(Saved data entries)

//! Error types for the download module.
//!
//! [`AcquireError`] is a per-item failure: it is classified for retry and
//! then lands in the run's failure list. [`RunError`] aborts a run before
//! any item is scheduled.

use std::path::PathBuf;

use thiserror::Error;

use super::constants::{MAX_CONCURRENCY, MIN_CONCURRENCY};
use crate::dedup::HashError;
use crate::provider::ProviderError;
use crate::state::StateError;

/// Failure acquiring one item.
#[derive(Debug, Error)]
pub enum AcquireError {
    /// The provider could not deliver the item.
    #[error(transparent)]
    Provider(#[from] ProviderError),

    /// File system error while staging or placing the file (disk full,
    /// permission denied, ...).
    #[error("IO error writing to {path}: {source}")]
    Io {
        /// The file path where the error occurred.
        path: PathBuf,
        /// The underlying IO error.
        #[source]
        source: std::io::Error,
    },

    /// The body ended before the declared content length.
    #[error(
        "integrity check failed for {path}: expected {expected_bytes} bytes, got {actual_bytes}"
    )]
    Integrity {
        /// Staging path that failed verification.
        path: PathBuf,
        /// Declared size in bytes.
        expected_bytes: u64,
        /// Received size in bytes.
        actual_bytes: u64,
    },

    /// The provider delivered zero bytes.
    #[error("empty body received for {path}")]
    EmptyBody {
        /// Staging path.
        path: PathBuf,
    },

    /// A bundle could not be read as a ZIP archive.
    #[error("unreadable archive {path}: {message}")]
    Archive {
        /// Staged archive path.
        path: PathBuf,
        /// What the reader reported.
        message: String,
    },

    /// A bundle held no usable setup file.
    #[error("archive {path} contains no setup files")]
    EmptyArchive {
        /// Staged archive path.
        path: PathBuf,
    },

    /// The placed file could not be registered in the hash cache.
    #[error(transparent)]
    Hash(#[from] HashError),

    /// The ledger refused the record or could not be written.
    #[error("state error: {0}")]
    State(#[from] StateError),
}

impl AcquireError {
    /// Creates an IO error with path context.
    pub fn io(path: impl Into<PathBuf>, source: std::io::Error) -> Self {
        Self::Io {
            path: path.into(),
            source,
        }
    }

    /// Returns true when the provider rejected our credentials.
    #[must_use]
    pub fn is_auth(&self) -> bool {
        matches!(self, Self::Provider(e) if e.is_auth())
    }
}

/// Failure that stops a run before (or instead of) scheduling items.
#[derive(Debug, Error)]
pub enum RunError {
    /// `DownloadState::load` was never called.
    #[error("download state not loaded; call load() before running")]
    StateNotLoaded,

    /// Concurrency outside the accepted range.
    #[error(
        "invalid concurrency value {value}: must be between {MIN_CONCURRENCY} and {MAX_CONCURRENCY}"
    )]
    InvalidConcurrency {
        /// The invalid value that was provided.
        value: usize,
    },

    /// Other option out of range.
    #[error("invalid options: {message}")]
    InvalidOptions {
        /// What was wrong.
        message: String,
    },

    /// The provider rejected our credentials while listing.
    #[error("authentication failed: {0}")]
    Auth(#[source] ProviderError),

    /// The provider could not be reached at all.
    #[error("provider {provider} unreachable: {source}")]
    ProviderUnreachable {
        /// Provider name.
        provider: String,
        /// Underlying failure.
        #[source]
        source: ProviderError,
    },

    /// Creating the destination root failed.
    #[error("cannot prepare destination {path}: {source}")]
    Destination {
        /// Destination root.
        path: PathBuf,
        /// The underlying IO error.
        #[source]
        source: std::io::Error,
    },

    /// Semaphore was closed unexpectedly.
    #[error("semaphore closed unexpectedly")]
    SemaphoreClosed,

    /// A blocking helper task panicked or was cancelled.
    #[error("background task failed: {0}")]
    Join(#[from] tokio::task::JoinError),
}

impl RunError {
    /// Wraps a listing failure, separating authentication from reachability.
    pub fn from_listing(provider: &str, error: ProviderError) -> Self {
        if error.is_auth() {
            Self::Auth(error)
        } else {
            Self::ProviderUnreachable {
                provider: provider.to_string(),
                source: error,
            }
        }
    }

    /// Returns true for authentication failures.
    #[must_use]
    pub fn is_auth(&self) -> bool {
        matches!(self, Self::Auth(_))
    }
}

* * *

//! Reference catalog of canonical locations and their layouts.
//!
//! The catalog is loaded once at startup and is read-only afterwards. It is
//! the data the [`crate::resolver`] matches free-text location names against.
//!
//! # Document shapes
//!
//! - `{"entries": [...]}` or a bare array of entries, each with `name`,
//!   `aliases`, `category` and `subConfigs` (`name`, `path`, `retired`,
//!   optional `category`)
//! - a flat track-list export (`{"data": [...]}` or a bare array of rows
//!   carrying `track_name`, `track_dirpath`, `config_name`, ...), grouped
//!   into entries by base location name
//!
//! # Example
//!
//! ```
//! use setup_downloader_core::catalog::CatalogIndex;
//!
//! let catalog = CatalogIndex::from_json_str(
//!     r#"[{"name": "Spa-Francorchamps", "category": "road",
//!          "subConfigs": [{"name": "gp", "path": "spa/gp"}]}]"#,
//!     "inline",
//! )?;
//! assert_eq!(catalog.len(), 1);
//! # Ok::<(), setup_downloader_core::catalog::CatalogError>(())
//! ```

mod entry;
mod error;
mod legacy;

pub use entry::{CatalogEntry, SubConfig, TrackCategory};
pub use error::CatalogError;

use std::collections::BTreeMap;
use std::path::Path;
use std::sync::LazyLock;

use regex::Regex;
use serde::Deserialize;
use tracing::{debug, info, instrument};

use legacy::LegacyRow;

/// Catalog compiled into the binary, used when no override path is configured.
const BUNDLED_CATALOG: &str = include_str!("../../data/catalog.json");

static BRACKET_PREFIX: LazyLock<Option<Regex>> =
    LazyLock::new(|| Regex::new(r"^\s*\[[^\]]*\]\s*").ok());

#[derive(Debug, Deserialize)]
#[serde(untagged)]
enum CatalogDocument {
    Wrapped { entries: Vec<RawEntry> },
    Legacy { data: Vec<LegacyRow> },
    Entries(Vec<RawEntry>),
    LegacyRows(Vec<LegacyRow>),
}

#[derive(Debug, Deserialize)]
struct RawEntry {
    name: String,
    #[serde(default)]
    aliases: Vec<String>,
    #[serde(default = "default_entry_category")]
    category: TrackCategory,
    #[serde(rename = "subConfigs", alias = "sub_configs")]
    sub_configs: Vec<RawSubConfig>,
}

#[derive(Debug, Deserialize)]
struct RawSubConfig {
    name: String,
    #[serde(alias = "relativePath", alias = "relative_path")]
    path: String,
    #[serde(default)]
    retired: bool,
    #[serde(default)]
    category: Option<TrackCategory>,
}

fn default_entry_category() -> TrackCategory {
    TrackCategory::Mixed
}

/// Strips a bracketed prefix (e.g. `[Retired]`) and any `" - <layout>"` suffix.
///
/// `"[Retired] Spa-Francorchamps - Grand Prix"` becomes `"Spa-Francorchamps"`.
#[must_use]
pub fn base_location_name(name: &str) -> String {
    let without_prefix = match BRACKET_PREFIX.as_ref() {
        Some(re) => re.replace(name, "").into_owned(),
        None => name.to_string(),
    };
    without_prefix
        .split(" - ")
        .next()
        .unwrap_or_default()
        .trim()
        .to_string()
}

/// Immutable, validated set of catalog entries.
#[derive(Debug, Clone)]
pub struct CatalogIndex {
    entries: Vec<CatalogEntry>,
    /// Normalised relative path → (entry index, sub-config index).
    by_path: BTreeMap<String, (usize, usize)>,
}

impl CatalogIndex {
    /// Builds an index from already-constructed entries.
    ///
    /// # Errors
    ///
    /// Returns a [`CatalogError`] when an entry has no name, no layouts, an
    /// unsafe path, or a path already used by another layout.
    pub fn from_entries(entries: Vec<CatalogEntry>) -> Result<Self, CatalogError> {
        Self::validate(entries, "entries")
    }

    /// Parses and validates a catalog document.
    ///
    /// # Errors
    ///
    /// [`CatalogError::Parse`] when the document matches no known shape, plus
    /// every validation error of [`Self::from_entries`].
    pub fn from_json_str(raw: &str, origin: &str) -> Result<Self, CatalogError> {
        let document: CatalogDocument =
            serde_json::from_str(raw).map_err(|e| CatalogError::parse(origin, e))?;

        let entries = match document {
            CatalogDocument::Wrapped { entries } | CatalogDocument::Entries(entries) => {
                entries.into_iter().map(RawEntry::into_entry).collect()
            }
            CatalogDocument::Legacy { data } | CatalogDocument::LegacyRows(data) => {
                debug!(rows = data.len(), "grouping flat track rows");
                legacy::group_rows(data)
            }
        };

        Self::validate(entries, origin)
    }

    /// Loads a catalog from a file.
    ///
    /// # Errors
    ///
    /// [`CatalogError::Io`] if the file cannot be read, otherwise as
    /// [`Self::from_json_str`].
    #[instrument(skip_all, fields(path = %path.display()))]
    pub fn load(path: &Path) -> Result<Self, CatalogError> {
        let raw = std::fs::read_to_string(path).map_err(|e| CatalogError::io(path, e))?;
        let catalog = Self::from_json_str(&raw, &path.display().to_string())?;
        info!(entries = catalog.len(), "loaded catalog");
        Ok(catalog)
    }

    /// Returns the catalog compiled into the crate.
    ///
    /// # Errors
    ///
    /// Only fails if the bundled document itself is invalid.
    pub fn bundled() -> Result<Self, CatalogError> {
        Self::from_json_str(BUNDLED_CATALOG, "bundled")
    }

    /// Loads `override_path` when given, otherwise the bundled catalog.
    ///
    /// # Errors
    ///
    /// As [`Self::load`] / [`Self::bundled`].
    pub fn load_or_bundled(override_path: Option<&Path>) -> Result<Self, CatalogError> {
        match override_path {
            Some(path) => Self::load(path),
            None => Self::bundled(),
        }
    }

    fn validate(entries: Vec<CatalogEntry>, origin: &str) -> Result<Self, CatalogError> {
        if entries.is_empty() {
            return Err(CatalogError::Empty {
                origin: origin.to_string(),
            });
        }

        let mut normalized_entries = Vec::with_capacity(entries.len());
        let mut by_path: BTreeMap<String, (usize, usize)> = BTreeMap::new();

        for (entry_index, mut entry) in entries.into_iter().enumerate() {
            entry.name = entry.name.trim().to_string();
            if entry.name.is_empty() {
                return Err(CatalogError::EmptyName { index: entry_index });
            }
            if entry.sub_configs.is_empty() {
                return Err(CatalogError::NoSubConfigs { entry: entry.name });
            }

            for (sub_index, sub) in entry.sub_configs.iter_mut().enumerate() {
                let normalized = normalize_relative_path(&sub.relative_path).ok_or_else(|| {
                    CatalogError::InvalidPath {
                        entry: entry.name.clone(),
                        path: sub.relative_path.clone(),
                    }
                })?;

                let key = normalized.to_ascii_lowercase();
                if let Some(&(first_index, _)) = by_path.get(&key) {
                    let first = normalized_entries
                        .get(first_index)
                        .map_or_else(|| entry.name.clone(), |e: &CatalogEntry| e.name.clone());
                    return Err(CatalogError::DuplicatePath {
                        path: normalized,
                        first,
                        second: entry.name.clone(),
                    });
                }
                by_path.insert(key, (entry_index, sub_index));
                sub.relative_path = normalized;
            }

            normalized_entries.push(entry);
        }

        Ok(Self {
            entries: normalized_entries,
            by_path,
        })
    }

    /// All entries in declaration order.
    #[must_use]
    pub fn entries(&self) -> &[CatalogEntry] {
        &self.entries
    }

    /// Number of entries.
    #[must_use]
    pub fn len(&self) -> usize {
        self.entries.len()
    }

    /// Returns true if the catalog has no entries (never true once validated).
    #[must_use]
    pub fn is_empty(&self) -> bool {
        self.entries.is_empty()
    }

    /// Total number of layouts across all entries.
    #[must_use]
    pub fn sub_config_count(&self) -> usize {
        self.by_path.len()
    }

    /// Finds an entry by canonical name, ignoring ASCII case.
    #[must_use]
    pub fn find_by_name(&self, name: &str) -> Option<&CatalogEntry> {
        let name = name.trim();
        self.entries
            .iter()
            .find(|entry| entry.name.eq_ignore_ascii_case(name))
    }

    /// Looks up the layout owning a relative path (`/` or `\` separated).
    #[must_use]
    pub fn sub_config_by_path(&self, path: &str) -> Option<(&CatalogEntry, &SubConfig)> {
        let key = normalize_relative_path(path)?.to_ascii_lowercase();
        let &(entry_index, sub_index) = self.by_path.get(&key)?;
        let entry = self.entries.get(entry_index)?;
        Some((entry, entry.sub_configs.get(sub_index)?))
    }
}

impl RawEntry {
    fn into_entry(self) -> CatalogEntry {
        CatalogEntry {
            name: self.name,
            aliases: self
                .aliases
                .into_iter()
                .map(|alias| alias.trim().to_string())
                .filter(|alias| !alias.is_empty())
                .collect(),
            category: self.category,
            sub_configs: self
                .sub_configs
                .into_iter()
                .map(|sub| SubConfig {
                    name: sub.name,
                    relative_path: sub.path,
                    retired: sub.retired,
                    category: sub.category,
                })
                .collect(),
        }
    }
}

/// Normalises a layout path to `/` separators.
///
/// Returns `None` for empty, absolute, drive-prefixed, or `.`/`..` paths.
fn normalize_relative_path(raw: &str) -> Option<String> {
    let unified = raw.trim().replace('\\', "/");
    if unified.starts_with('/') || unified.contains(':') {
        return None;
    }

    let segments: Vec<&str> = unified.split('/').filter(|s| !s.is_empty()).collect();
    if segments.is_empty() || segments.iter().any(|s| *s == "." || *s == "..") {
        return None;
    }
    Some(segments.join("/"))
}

--

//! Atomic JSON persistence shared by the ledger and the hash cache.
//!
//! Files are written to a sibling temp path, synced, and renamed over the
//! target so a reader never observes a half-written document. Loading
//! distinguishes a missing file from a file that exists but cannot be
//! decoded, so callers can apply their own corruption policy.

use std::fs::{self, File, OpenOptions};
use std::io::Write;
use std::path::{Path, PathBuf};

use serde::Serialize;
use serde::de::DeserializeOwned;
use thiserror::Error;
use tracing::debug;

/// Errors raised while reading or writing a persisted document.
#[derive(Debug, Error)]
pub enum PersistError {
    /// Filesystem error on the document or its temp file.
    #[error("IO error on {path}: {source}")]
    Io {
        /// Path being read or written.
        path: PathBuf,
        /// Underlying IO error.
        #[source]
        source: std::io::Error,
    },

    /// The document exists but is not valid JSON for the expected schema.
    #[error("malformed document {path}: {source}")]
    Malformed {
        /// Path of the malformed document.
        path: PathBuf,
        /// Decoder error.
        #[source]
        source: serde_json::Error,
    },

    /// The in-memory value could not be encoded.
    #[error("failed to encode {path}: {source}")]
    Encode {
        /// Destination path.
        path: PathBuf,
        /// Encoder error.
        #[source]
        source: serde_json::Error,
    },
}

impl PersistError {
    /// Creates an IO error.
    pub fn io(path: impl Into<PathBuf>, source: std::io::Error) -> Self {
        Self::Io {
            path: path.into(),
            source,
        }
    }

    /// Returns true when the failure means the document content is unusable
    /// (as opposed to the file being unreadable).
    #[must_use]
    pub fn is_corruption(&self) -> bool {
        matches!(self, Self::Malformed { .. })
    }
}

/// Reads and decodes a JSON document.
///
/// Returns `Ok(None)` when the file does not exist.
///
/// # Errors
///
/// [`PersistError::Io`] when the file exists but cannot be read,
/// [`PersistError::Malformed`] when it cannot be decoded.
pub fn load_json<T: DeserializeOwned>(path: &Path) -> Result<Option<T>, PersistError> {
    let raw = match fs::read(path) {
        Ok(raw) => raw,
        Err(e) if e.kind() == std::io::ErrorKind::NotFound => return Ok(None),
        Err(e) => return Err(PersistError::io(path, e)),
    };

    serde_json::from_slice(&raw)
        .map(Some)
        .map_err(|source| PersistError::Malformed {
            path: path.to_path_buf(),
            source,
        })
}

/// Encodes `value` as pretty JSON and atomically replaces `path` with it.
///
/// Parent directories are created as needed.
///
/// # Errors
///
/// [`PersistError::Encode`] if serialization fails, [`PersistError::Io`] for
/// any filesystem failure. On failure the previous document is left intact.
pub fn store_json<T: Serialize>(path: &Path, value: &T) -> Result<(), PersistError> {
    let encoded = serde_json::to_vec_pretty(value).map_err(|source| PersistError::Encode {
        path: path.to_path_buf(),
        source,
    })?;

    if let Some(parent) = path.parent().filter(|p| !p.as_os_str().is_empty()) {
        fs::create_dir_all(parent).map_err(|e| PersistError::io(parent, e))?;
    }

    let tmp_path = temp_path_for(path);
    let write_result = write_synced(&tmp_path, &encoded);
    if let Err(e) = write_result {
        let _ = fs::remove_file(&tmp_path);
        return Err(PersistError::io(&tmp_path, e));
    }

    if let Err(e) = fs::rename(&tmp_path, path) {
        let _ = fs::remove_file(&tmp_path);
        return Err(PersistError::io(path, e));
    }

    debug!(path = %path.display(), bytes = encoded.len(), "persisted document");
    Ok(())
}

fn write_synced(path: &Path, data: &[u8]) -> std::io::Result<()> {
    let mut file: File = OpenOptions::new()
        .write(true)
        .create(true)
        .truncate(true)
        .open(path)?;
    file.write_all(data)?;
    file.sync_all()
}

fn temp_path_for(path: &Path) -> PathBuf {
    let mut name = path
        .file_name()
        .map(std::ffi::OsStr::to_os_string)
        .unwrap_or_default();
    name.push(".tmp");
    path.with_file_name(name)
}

Work item => Taking the entries above, write out exactly each line from the one holding "pub fn sub_config_count(&self)" to the one holding "let segments: Vec<&str>", both included, and stop there.

Reply to the task =>
    pub fn sub_config_count(&self) -> usize {
        self.by_path.len()
    }

    /// Finds an entry by canonical name, ignoring ASCII case.
    #[must_use]
    pub fn find_by_name(&self, name: &str) -> Option<&CatalogEntry> {
        let name = name.trim();
        self.entries
            .iter()
            .find(|entry| entry.name.eq_ignore_ascii_case(name))
    }

    /// Looks up the layout owning a relative path (`/` or `\` separated).
    #[must_use]
    pub fn sub_config_by_path(&self, path: &str) -> Option<(&CatalogEntry, &SubConfig)> {
        let key = normalize_relative_path(path)?.to_ascii_lowercase();
        let &(entry_index, sub_index) = self.by_path.get(&key)?;
        let entry = self.entries.get(entry_index)?;
        Some((entry, entry.sub_configs.get(sub_index)?))
    }
}

impl RawEntry {
    fn into_entry(self) -> CatalogEntry {
        CatalogEntry {
            name: self.name,
            aliases: self
                .aliases
                .into_iter()
                .map(|alias| alias.trim().to_string())
                .filter(|alias| !alias.is_empty())
                .collect(),
            category: self.category,
            sub_configs: self
                .sub_configs
                .into_iter()
                .map(|sub| SubConfig {
                    name: sub.name,
                    relative_path: sub.path,
                    retired: sub.retired,
                    category: sub.category,
                })
                .collect(),
        }
    }
}

/// Normalises a layout path to `/` separators.
///
/// Returns `None` for empty, absolute, drive-prefixed, or `.`/`..` paths.
fn normalize_relative_path(raw: &str) -> Option<String> {
    let unified = raw.trim().replace('\\', "/");
    if unified.starts_with('/') || unified.contains(':') {
        return None;
    }

    let segments: Vec<&str> = unified.split('/').filter(|s| !s.is_empty()).collect();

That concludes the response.